Rena Bransten Gallery is pleased to present our first solo exhibition with Bay Area-based artist Jonathan Calm. The images in this exhibit represent Calm’s ongoing project of exploring African American (Auto)mobility based on his documentation of sites listed in The Negro Motorist Green Book (1936-1966), the guidebook that referred travelers of color to safe and dignified accommodations during the final decades of the Jim Crow era. Calm’s perspective is both archival and imaginative, as he combines location and landscape photographs from across the country with carefully staged self-portraits, contextualized through historical reimagining.
The onset of the COVID-19 pandemic in the spring of 2020 enhanced the risk factor around Calm’s cross-country travel, which led his approach to take a more introspective and personal turn. Inspired by stories from audience members of different age groups who attended presentations of his Green Book work, Calm has extended his spatial journey to an odyssey of time and mind. Rather than invoke a connotation of fear, Hands on the Wheel creates an empowering visual narrative that highlights continuity across generations of African American individuals and communities on the move.
Jonathan Calm is a visual artist in the media of photography and video, and assistant professor at Stanford University.
His earlier work focuses on the relationship between technologies of representation and urban architecture, and the powerful role of images in the way architectural constructs shape the lives of individuals and communities. His exploration of the socio-cultural, historical and geopolitical imprint of public housing on both sides of the Atlantic puts into perspective, questions and implodes the white utopian legacy of European Modernism to reveal hidden narratives and forgotten participants.
More recently, Calm has pointed his critical eye toward the representation of Black (auto)mobility, exposing how the mythical promise of a boundless journey across the land often masks a more compromised reality for African Americans. Through a varied array of media, he creates complex images of the Black American experience on the road as a precarious privilege rather than an inalienable right.

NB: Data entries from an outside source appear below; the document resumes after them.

//! # Account and Session Handlers
//!
//! `POST /auth/register`, `POST /auth/login`, `POST /auth/logout`, and
//! `GET /users/me`. Registration and login both return a session token;
//! everything else expects it as a bearer header.

use actix_web::{web, HttpRequest, HttpResponse};
use chrono::{Duration, Utc};
use serde::Deserialize;
use serde_json::json;
use tracing::info;

use crate::auth;
use crate::db;
use crate::error::{AppError, AppResult};
use crate::state::AppState;

#[derive(Debug, Deserialize)]
pub struct RegisterRequest {
    pub email: String,
    pub password: String,
    pub first_name: String,
    pub last_name: String,
    pub phone: Option<String>,
}

#[derive(Debug, Deserialize)]
pub struct LoginRequest {
    pub email: String,
    pub password: String,
}

pub async fn register(
    state: web::Data<AppState>,
    body: web::Json<RegisterRequest>,
) -> AppResult<HttpResponse> {
    let req = body.into_inner();

    if req.email.trim().is_empty() || !req.email.contains('@') {
        return Err(AppError::Validation("a valid email is required".to_string()));
    }
    if req.password.len() < 8 {
        return Err(AppError::Validation(
            "password must be at least 8 characters".to_string(),
        ));
    }
    if req.first_name.trim().is_empty() || req.last_name.trim().is_empty() {
        return Err(AppError::Validation("first and last name are required".to_string()));
    }

    let email = req.email.trim().to_lowercase();
    if db::find_user_by_email(&state.pool, &email).await?.is_some() {
        return Err(AppError::Validation("email is already registered".to_string()));
    }

    let password_hash = auth::new_password_hash(&req.password);
    let user = db::create_user(
        &state.pool,
        &email,
        req.first_name.trim(),
        req.last_name.trim(),
        req.phone.as_deref(),
        &password_hash,
    )
    .await?;

    let token = issue_session(&state, &user.id).await?;
    info!(user_id = %user.id, "user registered");

    Ok(HttpResponse::Created().json(json!({ "user": user, "token": token })))
}

pub async fn login(
    state: web::Data<AppState>,
    body: web::Json<LoginRequest>,
) -> AppResult<HttpResponse> {
    let req = body.into_inner();
    let email = req.email.trim().to_lowercase();

    let user = db::find_user_by_email(&state.pool, &email)
        .await?
        .filter(|u| auth::verify_password(&req.password, &u.password_hash))
        .ok_or_else(|| AppError::Unauthorized("invalid email or password".to_string()))?;

    let token = issue_session(&state, &user.id).await?;
    info!(user_id = %user.id, "user logged in");

    Ok(HttpResponse::Ok().json(json!({ "user": user, "token": token })))
}

pub async fn logout(req: HttpRequest, state: web::Data<AppState>) -> AppResult<HttpResponse> {
    // Resolving the user first means an invalid token still gets a 401
    let _user = auth::authenticate(&req, &state).await?;
    if let Some(token) = req
        .headers()
        .get("Authorization")
        .and_then(|h| h.to_str().ok())
        .and_then(|h| h.strip_prefix("Bearer "))
    {
        db::delete_session(&state.pool, token.trim()).await?;
    }
    Ok(HttpResponse::Ok().json(json!({ "message": "logged out" })))
}

pub async fn me(req: HttpRequest, state: web::Data<AppState>) -> AppResult<HttpResponse> {
    let user = auth::authenticate(&req, &state).await?;
    Ok(HttpResponse::Ok().json(json!({ "user": user })))
}

async fn issue_session(state: &AppState, user_id: &str) -> AppResult<String> {
    let ttl_hours = state.get_config().auth.session_ttl_hours;
    let token = auth::new_session_token();
    let expires_at = Utc::now() + Duration::hours(ttl_hours);
    db::create_session(&state.pool, &token, user_id, expires_at).await?;
    Ok(token)
}
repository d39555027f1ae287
pub mod telemetry;

pub use telemetry::Telemetry;
pub mod capture;
pub mod logs;
pub mod rewards;
pub mod users;
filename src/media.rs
//! Local media store for normalized capture audio.
//!
//! Canonical WAVs land under the configured media directory with uuid
//! filenames; the stored path doubles as the `media_url` column value.
//! Blob-storage backends are out of scope — this is deliberately a thin
//! disk writer.

use std::path::{Path, PathBuf};

use tokio::fs;
use uuid::Uuid;

use crate::error::{AppError, AppResult};

pub struct MediaStore {
    dir: PathBuf,
}

impl MediaStore {
    pub fn new(dir: impl Into<PathBuf>) -> Self {
        Self { dir: dir.into() }
    }

    /// Create the media directory if it does not exist yet.
    pub async fn ensure_dir(&self) -> AppResult<()> {
        fs::create_dir_all(&self.dir)
            .await
            .map_err(|e| AppError::Internal(format!("failed to create media dir: {e}")))
    }

    /// Persist a byte buffer, returning the relative URL path of the file.
    pub async fn store(&self, bytes: &[u8], extension: &str) -> AppResult<String> {
        self.ensure_dir().await?;
        let filename = format!("{}.{}", Uuid::new_v4(), extension);
        let path = self.dir.join(&filename);
        fs::write(&path, bytes)
            .await
            .map_err(|e| AppError::Internal(format!("failed to write media file: {e}")))?;
        Ok(format!("/media/{}", filename))
    }

    pub fn dir(&self) -> &Path {
        &self.dir
    }
}

#[cfg(test)]
mod tests {
    use super::*;

    #[tokio::test]
    async fn test_store_writes_file_and_returns_url() {
        let dir = std::env::temp_dir().join(format!("snacktrack-media-{}", Uuid::new_v4()));
        let store = MediaStore::new(&dir);

        let url = store.store(b"RIFF....", "wav").await.unwrap();
        assert!(url.starts_with("/media/"));
        assert!(url.ends_with(".wav"));

        let filename = url.strip_prefix("/media/").unwrap();
        let on_disk = fs::read(dir.join(filename)).await.unwrap();
        assert_eq!(on_disk, b"RIFF....");

        fs::remove_dir_all(&dir).await.unwrap();
    }
}
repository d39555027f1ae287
//! # SnackTrack Backend — Main Entry Point
//!
//! HTTP server for the SnackTrack consumption-logging app: account and
//! session management, consumption log CRUD with points, a reward catalog
//! with redemption, and AI-assisted audio capture built on the WAV
//! normalizer in `audio/`.
//!
//! ## Application layout:
//! - **config**: layered configuration (TOML file + environment)
//! - **state**: shared state (config, database pool, metrics)
//! - **db**: SQLite schema and parameterized queries
//! - **auth**: salted credential hashes and opaque session tokens
//! - **audio**: decode → resample → encode normalization pipeline
//! - **media**: local storage for normalized capture audio
//! - **services**: pass-through clients for speech and analysis APIs
//! - **handlers**: REST endpoints under `/api/v1`
//! - **middleware**: request logging and endpoint metrics
//! - **error**: `AppError` → HTTP status + JSON `{ "message": ... }`

mod audio;
mod auth;
mod config;
mod db;
mod error;
mod handlers;
mod health;
mod media;
mod middleware;
mod services;
mod state;

use actix_cors::Cors;
use actix_web::{web, App, HttpServer};
use anyhow::Result;
use config::AppConfig;
use state::AppState;
use std::sync::atomic::{AtomicBool, Ordering};
use tracing::{error, info};
use tracing_subscriber::{layer::SubscriberExt, util::SubscriberInitExt};

/// Global shutdown flag set by the signal handler task.
static SHUTDOWN_SIGNAL: AtomicBool = AtomicBool::new(false);

#[actix_web::main]
async fn main() -> Result<()> {
    dotenv::dotenv().ok();
    init_tracing()?;

    let config = AppConfig::load()?;
    config.validate()?;

    info!("Starting snacktrack-backend v{}", env!("CARGO_PKG_VERSION"));
    info!("Configuration loaded: {}:{}", config.server.host, config.server.port);

    let pool = db::connect(&config.database.url).await?;
    db::init_schema(&pool).await?;
    db::seed_rewards(&pool).await?;
    media::MediaStore::new(&config.media.dir).ensure_dir().await
        .map_err(|e| anyhow::anyhow!("{e}"))?;

    let app_state = AppState::new(config.clone(), pool);
    let bind_addr = format!("{}:{}", config.server.host, config.server.port);

    setup_signal_handlers();

    info!("Starting HTTP server on {}", bind_addr);

    let server = HttpServer::new(move || {
        let cors = Cors::default()
            .allow_any_origin()
            .allow_any_method()
            .allow_any_header()
            .max_age(3600);

        App::new()
            .app_data(web::Data::new(app_state.clone()))
            .wrap(cors)
            .wrap(middleware::Telemetry)
            .service(
                web::scope("/api/v1")
                    .route("/health", web::get().to(health::health_check))
                    .route("/metrics", web::get().to(health::detailed_metrics))
                    .route("/auth/register", web::post().to(handlers::users::register))
                    .route("/auth/login", web::post().to(handlers::users::login))
                    .route("/auth/logout", web::post().to(handlers::users::logout))
                    .route("/users/me", web::get().to(handlers::users::me))
                    .route("/logs", web::post().to(handlers::logs::create_log))
                    .route("/logs", web::get().to(handlers::logs::list_logs))
                    // Must precede /logs/{id} so "export" is not an id
                    .route("/logs/export", web::get().to(handlers::logs::export_csv))
                    .route("/logs/{id}", web::get().to(handlers::logs::get_log))
                    .route("/logs/{id}", web::delete().to(handlers::logs::delete_log))
                    .route("/rewards", web::get().to(handlers::rewards::list_rewards))
                    .route(
                        "/rewards/{id}/redeem",
                        web::post().to(handlers::rewards::redeem),
                    )
                    .route(
                        "/capture/audio",
                        web::post().to(handlers::capture::capture_audio),
                    ),
            )
            // Health check at root level for load balancers
            .route("/health", web::get().to(health::health_check))
    })
    .bind(&bind_addr)?
    .run();

    let server_handle = server.handle();
    let server_task = tokio::spawn(server);

    tokio::select! {
        result = server_task => {
            match result {
                Ok(server_result) => {
                    if let Err(e) = server_result {
                        error!("Server error: {}", e);
                    }
                }
                Err(e) => {
                    error!("Server task error: {}", e);
                }
            }
        }
        _ = wait_for_shutdown() => {
            info!("Shutdown signal received, stopping server...");
            server_handle.stop(true).await;
        }
    }

    info!("Server stopped gracefully");
    Ok(())
}

fn init_tracing() -> Result<()> {
    tracing_subscriber::registry()
        .with(
            tracing_subscriber::EnvFilter::try_from_default_env()
                .unwrap_or_else(|_| "snacktrack_backend=debug,actix_web=info".into()),
        )
        .with(tracing_subscriber::fmt::layer())
        .init();

    Ok(())
}

fn setup_signal_handlers() {
    tokio::spawn(async {
        let mut sigterm = tokio::signal::unix::signal(tokio::signal::unix::SignalKind::terminate())
            .expect("Failed to install SIGTERM handler");
        let mut sigint = tokio::signal::unix::signal(tokio::signal::unix::SignalKind::interrupt())
            .expect("Failed to install SIGINT handler");

        tokio::select! {
            _ = sigterm.recv() => {
                info!("Received SIGTERM");
            }
            _ = sigint.recv() => {
                info!("Received SIGINT");
            }
        }

        SHUTDOWN_SIGNAL.store(true, Ordering::SeqCst);
    });
}

async fn wait_for_shutdown() {
    while !SHUTDOWN_SIGNAL.load(Ordering::SeqCst) {
        tokio::time::sleep(tokio::time::Duration::from_millis(100)).await;
    }
}
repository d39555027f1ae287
//! Speech-to-text pass-through.
//!
//! POSTs the canonical WAV produced by the normalizer to the configured
//! recognition endpoint and returns the transcript. Expected response body:
//! `{ "text": "..." }`.

use serde::Deserialize;

use crate::config::ServicesConfig;
use crate::error::{AppError, AppResult};

pub struct SpeechClient {
    client: reqwest::Client,
    endpoint: String,
    api_key: String,
}

#[derive(Debug, Deserialize)]
struct TranscriptResponse {
    text: String,
}

impl SpeechClient {
    /// Build a client from config; `None` when no endpoint is configured.
    pub fn from_config(services: &ServicesConfig) -> Option<Self> {
        if services.speech_endpoint.is_empty() {
            return None;
        }
        Some(Self {
            client: reqwest::Client::new(),
            endpoint: services.speech_endpoint.clone(),
            api_key: services.speech_api_key.clone(),
        })
    }

    /// Submit a canonical 16 kHz PCM WAV and return the transcript.
    pub async fn transcribe(&self, wav: Vec<u8>) -> AppResult<String> {
        let mut request = self
            .client
            .post(&self.endpoint)
            .header("Content-Type", "audio/wav")
            .body(wav);
        if !self.api_key.is_empty() {
            request = request.header("Authorization", format!("Bearer {}", self.api_key));
        }

        let response = request.send().await?;
        if !response.status().is_success() {
            return Err(AppError::Internal(format!(
                "speech service returned {}",
                response.status()
            )));
        }

        let body: TranscriptResponse = response.json().await?;
        Ok(body.text)
    }
}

Calm’s art practice is international in scope and has been exhibited at prestigious venues around the world, including the Studio Museum in Harlem, the Tate Britain, the Reina Sofia Museum in Madrid and the ICA in Boston. His work has been reviewed in numerous publications, among which The New York Times, Art in America, The New Yorker, The Village Voice, Artforum, The Washington Post and The Wall Street Journal. Calm was the 2019 recipient of the prestigious Larry Sultan Photography Award. The KQED Arts profile Jonathan Calm Revisits ‘Green Book’ Locations in Search of America’s Past and Present was nominated for a 2020 Northern California Area Emmy Award for Best Historic/Cultural-Feature/Segment.